→ EXERCISE:
Within the entries below, find the portion that opens with the line containing "assert_eq!(evaluator.zone_at(point).layer_temp, layer_temp);" and closes with the line containing "for _ in 0..500". Retype that portion exactly and only.

→ MATERIAL FOR THIS EXERCISE:
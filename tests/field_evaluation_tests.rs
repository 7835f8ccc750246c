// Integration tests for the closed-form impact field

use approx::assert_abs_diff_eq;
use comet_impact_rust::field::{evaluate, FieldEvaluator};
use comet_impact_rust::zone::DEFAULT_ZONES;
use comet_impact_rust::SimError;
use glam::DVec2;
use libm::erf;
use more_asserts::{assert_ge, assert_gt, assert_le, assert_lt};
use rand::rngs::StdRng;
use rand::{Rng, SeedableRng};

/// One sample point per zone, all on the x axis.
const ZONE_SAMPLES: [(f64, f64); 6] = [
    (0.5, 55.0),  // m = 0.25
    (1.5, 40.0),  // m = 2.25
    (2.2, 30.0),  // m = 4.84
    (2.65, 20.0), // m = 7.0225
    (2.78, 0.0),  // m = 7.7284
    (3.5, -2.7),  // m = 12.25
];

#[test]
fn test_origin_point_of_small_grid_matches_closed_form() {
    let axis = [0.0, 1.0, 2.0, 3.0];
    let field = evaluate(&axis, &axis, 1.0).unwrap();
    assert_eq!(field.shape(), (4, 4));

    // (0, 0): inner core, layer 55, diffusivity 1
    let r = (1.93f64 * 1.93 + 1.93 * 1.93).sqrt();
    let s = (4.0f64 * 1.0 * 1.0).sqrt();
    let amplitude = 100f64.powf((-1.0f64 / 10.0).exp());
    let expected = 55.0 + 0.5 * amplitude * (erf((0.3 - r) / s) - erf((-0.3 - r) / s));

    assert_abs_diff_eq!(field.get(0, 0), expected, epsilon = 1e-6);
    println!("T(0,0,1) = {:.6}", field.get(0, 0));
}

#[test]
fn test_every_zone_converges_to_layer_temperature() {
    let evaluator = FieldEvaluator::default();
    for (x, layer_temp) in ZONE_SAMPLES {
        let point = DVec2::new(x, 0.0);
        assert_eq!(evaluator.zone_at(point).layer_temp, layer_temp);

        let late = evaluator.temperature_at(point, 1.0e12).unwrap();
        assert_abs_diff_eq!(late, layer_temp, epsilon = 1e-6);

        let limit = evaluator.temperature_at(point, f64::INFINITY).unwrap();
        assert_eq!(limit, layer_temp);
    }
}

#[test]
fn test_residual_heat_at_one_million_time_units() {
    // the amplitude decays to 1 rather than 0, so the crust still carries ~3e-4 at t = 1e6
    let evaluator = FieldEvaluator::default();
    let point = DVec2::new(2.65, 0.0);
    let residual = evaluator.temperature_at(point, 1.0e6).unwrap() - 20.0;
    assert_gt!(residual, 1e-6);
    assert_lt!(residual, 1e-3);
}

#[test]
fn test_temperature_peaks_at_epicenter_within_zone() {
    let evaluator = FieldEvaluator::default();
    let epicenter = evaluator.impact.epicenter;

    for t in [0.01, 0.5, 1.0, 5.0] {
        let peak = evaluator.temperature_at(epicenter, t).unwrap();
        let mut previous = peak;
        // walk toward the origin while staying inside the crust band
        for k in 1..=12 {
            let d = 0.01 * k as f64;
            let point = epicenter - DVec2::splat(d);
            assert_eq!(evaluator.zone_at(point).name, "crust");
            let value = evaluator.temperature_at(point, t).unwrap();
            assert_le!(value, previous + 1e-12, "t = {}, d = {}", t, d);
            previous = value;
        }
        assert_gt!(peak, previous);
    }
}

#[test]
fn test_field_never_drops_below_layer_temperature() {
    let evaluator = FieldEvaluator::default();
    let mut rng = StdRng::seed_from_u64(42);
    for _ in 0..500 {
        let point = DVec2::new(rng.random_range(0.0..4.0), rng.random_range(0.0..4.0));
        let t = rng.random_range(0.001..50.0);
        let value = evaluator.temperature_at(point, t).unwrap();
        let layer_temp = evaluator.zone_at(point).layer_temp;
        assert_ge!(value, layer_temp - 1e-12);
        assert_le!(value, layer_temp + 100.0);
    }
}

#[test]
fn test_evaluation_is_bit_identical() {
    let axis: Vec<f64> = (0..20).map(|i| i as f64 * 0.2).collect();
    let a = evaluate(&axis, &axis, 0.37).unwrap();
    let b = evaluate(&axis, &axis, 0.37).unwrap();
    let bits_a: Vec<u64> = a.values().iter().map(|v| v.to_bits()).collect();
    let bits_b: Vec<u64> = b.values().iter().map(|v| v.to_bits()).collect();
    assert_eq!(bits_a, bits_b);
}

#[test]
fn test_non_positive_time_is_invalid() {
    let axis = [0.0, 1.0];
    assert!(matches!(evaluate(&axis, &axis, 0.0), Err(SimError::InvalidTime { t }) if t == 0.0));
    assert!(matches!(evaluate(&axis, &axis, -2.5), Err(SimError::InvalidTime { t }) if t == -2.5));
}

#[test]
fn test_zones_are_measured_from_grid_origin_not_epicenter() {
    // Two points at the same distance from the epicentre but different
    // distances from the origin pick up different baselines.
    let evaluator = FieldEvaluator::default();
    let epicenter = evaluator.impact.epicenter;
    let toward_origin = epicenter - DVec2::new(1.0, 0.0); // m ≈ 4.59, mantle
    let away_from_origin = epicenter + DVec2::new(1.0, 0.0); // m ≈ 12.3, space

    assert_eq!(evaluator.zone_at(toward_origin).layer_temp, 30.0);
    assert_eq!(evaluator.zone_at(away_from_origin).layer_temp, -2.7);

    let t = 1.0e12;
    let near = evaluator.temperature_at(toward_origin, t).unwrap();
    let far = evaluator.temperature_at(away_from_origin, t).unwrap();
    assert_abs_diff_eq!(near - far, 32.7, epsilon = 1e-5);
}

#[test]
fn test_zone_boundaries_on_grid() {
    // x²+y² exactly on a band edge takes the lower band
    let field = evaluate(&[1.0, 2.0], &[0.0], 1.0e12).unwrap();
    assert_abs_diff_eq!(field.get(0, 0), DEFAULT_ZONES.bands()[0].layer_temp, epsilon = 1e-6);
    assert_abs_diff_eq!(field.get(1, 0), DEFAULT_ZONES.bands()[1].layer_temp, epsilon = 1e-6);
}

...

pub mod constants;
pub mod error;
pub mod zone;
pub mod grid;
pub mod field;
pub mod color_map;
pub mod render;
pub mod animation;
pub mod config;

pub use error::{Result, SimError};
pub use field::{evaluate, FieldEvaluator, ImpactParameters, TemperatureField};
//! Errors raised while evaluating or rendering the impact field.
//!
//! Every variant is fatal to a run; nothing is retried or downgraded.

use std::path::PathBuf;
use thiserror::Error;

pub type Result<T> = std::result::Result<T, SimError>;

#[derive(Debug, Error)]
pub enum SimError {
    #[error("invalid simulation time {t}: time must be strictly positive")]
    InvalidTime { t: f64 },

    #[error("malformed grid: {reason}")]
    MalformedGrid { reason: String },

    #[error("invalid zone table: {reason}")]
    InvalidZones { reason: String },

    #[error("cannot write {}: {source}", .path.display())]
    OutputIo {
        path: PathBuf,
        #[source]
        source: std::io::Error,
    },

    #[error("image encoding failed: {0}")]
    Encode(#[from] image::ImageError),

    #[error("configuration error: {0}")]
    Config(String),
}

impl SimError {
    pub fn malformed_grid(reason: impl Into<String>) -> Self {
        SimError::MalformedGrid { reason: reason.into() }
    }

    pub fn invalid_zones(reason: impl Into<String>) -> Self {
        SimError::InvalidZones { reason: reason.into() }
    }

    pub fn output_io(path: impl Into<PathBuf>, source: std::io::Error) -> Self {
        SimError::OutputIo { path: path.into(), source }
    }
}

→ SOLUTION TO THE PROBLEM:
        assert_eq!(evaluator.zone_at(point).layer_temp, layer_temp);

        let late = evaluator.temperature_at(point, 1.0e12).unwrap();
        assert_abs_diff_eq!(late, layer_temp, epsilon = 1e-6);

        let limit = evaluator.temperature_at(point, f64::INFINITY).unwrap();
        assert_eq!(limit, layer_temp);
    }
}

#[test]
fn test_residual_heat_at_one_million_time_units() {
    // the amplitude decays to 1 rather than 0, so the crust still carries ~3e-4 at t = 1e6
    let evaluator = FieldEvaluator::default();
    let point = DVec2::new(2.65, 0.0);
    let residual = evaluator.temperature_at(point, 1.0e6).unwrap() - 20.0;
    assert_gt!(residual, 1e-6);
    assert_lt!(residual, 1e-3);
}

#[test]
fn test_temperature_peaks_at_epicenter_within_zone() {
    let evaluator = FieldEvaluator::default();
    let epicenter = evaluator.impact.epicenter;

    for t in [0.01, 0.5, 1.0, 5.0] {
        let peak = evaluator.temperature_at(epicenter, t).unwrap();
        let mut previous = peak;
        // walk toward the origin while staying inside the crust band
        for k in 1..=12 {
            let d = 0.01 * k as f64;
            let point = epicenter - DVec2::splat(d);
            assert_eq!(evaluator.zone_at(point).name, "crust");
            let value = evaluator.temperature_at(point, t).unwrap();
            assert_le!(value, previous + 1e-12, "t = {}, d = {}", t, d);
            previous = value;
        }
        assert_gt!(peak, previous);
    }
}

#[test]
fn test_field_never_drops_below_layer_temperature() {
    let evaluator = FieldEvaluator::default();
    let mut rng = StdRng::seed_from_u64(42);
    for _ in 0..500 {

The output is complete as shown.